Harden v. Sutton

Hill, J.

1. The order of the ordinary granting the administrator'leave to sell the land of his intestate is the same which was construed by this court in Davis v. Harden, 143 Ga. 98 (84 S. E. 426), and, as there ruled, such order was admissible in evidence, in a collateral proceeding, over the objection that it did not sufficiently describe the land ordered to be sold.

2. The deed excluded by the court on the ground of insufficiency of description is the same as that construed by this court in Davis v. Harden, supra, and it was there held that the “descriptive averments of the deed, especially those relating to the original grants to Samuel Kitchens and Nathaniel Lang, contained data from which the land intended to be conveyed can be definitely located.” In that case the grant to Samuel Kitchens was introduced in evidence and there was aliunde evidence to the effect that one of the original grants designated in the deed embraced the land in controversy; and under such proof it was held that it was not error to admit the deed over objection that it did not sufficiently describe the land. However, in the instant case the parol testimony of the plaintiff was to the effect that the land in controversy was embraced in neither grant; and the court accordingly did not err in rejecting the deed from evidence.

3. The deed was not admissible in evidence as color of title; for the rule is that the same certainty of description which is requisite to constitute an instrument a conveyance of title is required in an instrument which is relied on as color of title. Luttrell v. Whitehead, 121 Ga. 699 (49 S. E. 691) ; Crawford v. Verner, 122 Ga. 814 (50 S. E. 958).

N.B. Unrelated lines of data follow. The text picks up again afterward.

//! Moment matching and algebraic-state elimination for MNA systems.
//!
//! [`regularize`] removes the states whose rows of C are entirely zero (node
//! voltages with no capacitance, source and inductor-free currents) by a
//! Schur complement on G, leaving a system whose C can be inverted.
//! [`compute_moments`] gives the transfer-function moments that the reduced
//! and unreduced systems must share.

use thiserror::Error;

use crate::math::{is_singular, zero_rows, Matrix, Scalar};

use super::stamp::MnaSystem;

/// Largest feedthrough entry treated as zero after elimination.
pub const FEEDTHROUGH_TOLERANCE: Scalar = 1.0e-12;

/// Failures of the moment and regularization routines.
#[derive(Debug, Clone, PartialEq, Error)]
pub enum ReductionError {
    /// G has no inverse, so moments are undefined.
    #[error("conductance matrix is singular")]
    SingularConductance,
    /// The algebraic states have no unique solution.
    #[error("algebraic block G22 ({size}x{size}) is singular")]
    SingularAlgebraicBlock {
        /// Number of algebraic states.
        size: usize,
    },
    /// Eliminating the algebraic states would need a direct input-to-output
    /// term, which the reduced model does not carry.
    #[error("elimination introduces a feedthrough term (max |D| = {magnitude:e})")]
    FeedthroughRequired {
        /// Largest absolute entry of the feedthrough matrix.
        magnitude: Scalar,
    },
    /// Matrix shapes do not describe one system.
    #[error("dimension mismatch: {0}")]
    DimensionMismatch(String),
}

fn check_shapes(
    g: &Matrix,
    c: &Matrix,
    b: &Matrix,
    l: &Matrix,
    e: &Matrix,
) -> Result<(), ReductionError> {
    let n = g.nrows();
    let mismatch = |what: &str| Err(ReductionError::DimensionMismatch(what.to_owned()));
    if !g.is_square() {
        return mismatch("G is not square");
    }
    if c.shape() != (n, n) {
        return mismatch("C does not match G");
    }
    if b.nrows() != n || l.nrows() != n {
        return mismatch("B and L need one row per state");
    }
    if e.shape() != (l.ncols(), b.ncols()) {
        return mismatch("E must be outputs x inputs");
    }
    Ok(())
}

/// First `count` moments of `H(s) = Lᵀ(G + sC)⁻¹B + E` about `s = 0`.
///
/// With `A = -G⁻¹C` and `R = G⁻¹B`, moment 0 is `LᵀR + E` and moment `k` is
/// `LᵀAᵏR`. Each moment is `outputs × inputs`.
pub fn compute_moments(
    g: &Matrix,
    c: &Matrix,
    b: &Matrix,
    l: &Matrix,
    e: &Matrix,
    count: usize,
) -> Result<Vec<Matrix>, ReductionError> {
    check_shapes(g, c, b, l, e)?;
    if count == 0 {
        return Ok(Vec::new());
    }
    if is_singular(g) {
        return Err(ReductionError::SingularConductance);
    }

    let lu = g.clone().full_piv_lu();
    let a = -lu.solve(c).ok_or(ReductionError::SingularConductance)?;
    let mut x = lu.solve(b).ok_or(ReductionError::SingularConductance)?;
    let lt = l.transpose();

    let mut moments = Vec::with_capacity(count);
    moments.push(&lt * &x + e);
    for _ in 1..count {
        x = &a * &x;
        moments.push(&lt * &x);
    }
    Ok(moments)
}

impl MnaSystem {
    /// See [`compute_moments`].
    pub fn moments(&self, count: usize) -> Result<Vec<Matrix>, ReductionError> {
        compute_moments(&self.g, &self.c, &self.b, &self.l, &self.e, count)
    }
}

/// A system with its algebraic states eliminated.
#[derive(Debug, Clone)]
pub struct Regularization {
    /// Reduced system over the dynamic states, in their original relative
    /// order.
    pub system: MnaSystem,
    /// Stable partition of the original state indices: dynamic states first,
    /// then algebraic ones.
    pub order: Vec<usize>,
    /// Number of dynamic (kept) states.
    pub dynamic_count: usize,
}

impl Regularization {
    /// Original indices of the states that survive.
    #[must_use]
    pub fn dynamic_states(&self) -> &[usize] {
        &self.order[..self.dynamic_count]
    }

    /// Original indices of the eliminated states.
    #[must_use]
    pub fn algebraic_states(&self) -> &[usize] {
        &self.order[self.dynamic_count..]
    }
}

fn block(m: &Matrix, rows: &[usize], cols: &[usize]) -> Matrix {
    m.select_rows(rows).select_columns(cols)
}

/// Eliminates every state whose row of C is entirely zero.
///
/// With the states split into dynamic (1) and algebraic (2) blocks:
///
/// ```text
/// G' = G11 - G12·G22⁻¹·G21
/// B' = B1  - G12·G22⁻¹·B2
/// L' = L1  - (G22⁻¹·G21)ᵀ·L2
/// C' = C11
/// ```
///
/// C is taken to be symmetric, so its dynamic-to-algebraic block is zero
/// along with the algebraic rows. A system with no algebraic rows comes back
/// unchanged with the identity order. A non-zero `E` is rejected, since the
/// reduced model has no feedthrough.
pub fn regularize(system: &MnaSystem) -> Result<Regularization, ReductionError> {
    let MnaSystem { g, c, b, l, e } = system;
    check_shapes(g, c, b, l, e)?;
    let given = if e.is_empty() { 0.0 } else { e.amax() };
    if given > FEEDTHROUGH_TOLERANCE {
        return Err(ReductionError::FeedthroughRequired { magnitude: given });
    }
    let n = system.state_count();
    let algebraic = zero_rows(c);
    let order: Vec<usize> = (0..n)
        .filter(|&i| !algebraic[i])
        .chain((0..n).filter(|&i| algebraic[i]))
        .collect();
    let dynamic_count = algebraic.iter().filter(|&&z| !z).count();
    let _span = tracing::debug_span!(
        "regularize",
        states = n,
        algebraic = n - dynamic_count
    )
    .entered();

    if dynamic_count == n {
        tracing::warn!("no algebraic states; system unchanged");
        return Ok(Regularization {
            system: system.clone(),
            order,
            dynamic_count,
        });
    }

    let (dynamic, alg) = order.split_at(dynamic_count);
    let g22 = block(g, alg, alg);
    if is_singular(&g22) {
        return Err(ReductionError::SingularAlgebraicBlock { size: alg.len() });
    }
    let c12 = block(c, dynamic, alg);
    if c12.iter().any(|&v| v != 0.0) {
        tracing::warn!("C couples dynamic to algebraic states; those terms are dropped");
    }

    let g11 = block(g, dynamic, dynamic);
    let g12 = block(g, dynamic, alg);
    let g21 = block(g, alg, dynamic);
    let b1 = b.select_rows(dynamic);
    let b2 = b.select_rows(alg);
    let l1 = l.select_rows(dynamic);
    let l2 = l.select_rows(alg);

    let lu = g22.full_piv_lu();
    let solve = |rhs: &Matrix| {
        lu.solve(rhs)
            .ok_or(ReductionError::SingularAlgebraicBlock { size: alg.len() })
    };
    let g22_inv_g21 = solve(&g21)?;
    let g22_inv_b2 = solve(&b2)?;

    let feedthrough = l2.transpose() * &g22_inv_b2;
    let magnitude = if feedthrough.is_empty() {
        0.0
    } else {
        feedthrough.amax()
    };
    if magnitude > FEEDTHROUGH_TOLERANCE {
        return Err(ReductionError::FeedthroughRequired { magnitude });
    }

    let reduced = MnaSystem::new(
        g11 - &g12 * &g22_inv_g21,
        block(c, dynamic, dynamic),
        b1 - &g12 * &g22_inv_b2,
        l1 - g22_inv_g21.transpose() * &l2,
        e.clone(),
    );
    tracing::debug!(dynamic = dynamic_count, "algebraic states eliminated");
    Ok(Regularization {
        system: reduced,
        order,
        dynamic_count,
    })
}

4. An amendment alleging that one claiming to be the owner in fee of the land had sold it to the intestate and it was in his possession at the time of the sale and purchase of the land described in her deed as being part of the Kitchens and Lang grants, and that she sold the same to the plaintiff and put him in possession as a purchaser, was properly rejected on the ground that it affirmatively appeared that the land described in „ the deed by the administrator did not embrace the premises in dispute.

Judgment affirmed.

All the Justices concur. Complaint for land. Before Judge Rawlings. Toombs superior court. May 26, 1914. Way & Burkhalter,' for plaintiff. G. W. Lankford and Hines & Jordan, for defendant.